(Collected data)
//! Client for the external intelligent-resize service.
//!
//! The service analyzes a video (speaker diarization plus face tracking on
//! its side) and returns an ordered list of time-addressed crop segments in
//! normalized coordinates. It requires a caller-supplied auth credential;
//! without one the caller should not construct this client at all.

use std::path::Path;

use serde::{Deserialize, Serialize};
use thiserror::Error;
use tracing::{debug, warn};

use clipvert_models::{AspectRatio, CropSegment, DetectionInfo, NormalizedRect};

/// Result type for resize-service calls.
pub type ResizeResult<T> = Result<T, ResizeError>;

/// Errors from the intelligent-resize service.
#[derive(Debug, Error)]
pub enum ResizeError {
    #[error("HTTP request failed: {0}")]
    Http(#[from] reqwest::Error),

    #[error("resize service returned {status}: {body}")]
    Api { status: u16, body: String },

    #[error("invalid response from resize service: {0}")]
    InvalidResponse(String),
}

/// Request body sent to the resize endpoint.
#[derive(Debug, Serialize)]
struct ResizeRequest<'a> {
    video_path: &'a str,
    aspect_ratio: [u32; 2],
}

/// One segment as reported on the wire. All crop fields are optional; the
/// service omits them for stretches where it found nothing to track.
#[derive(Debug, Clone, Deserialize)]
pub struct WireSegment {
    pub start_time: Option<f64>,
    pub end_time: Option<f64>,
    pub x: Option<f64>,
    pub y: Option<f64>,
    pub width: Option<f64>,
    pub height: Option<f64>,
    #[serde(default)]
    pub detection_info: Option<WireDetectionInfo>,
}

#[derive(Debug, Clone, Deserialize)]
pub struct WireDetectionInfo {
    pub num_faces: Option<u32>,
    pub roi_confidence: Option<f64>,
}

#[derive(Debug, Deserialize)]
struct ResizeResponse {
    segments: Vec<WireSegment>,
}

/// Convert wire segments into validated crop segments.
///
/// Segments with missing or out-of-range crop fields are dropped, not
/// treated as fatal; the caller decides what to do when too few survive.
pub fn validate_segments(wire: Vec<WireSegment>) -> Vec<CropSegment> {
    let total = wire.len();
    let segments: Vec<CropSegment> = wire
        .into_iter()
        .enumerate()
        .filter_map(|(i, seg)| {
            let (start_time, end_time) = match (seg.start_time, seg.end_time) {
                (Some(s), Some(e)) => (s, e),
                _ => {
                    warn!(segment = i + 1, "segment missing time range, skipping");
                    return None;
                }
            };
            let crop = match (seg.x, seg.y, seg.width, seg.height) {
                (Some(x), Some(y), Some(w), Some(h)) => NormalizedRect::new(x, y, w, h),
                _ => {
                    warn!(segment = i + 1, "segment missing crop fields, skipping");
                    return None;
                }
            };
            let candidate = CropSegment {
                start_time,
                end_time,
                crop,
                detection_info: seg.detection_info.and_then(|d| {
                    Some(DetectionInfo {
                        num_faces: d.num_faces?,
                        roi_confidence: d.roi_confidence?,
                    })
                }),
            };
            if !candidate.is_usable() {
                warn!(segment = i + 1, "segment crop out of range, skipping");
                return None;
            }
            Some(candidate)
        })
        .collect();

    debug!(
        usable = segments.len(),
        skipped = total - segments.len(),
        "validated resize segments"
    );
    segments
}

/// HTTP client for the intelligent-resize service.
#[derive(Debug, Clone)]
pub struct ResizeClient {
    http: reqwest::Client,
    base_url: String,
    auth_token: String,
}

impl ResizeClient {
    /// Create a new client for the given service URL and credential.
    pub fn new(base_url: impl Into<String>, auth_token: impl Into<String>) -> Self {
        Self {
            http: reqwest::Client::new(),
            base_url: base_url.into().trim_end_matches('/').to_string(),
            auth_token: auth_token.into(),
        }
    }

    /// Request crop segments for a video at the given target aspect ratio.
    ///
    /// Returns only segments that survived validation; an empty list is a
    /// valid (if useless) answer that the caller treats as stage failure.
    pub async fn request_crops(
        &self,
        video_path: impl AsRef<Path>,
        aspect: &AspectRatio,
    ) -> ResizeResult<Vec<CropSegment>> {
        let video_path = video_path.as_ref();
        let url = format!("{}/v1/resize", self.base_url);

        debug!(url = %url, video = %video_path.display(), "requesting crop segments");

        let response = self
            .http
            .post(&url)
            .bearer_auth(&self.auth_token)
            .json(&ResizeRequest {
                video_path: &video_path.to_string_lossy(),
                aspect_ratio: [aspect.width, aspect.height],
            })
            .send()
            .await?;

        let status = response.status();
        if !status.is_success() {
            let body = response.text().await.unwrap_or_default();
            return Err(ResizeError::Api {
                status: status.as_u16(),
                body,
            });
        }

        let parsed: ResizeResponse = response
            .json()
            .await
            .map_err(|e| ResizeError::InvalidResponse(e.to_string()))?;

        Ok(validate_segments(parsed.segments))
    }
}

- Task directions -
Show every line in the entries where the string "WireSegment" occurs.

- Result for this task -
pub struct WireSegment {
    segments: Vec<WireSegment>,
pub fn validate_segments(wire: Vec<WireSegment>) -> Vec<CropSegment> {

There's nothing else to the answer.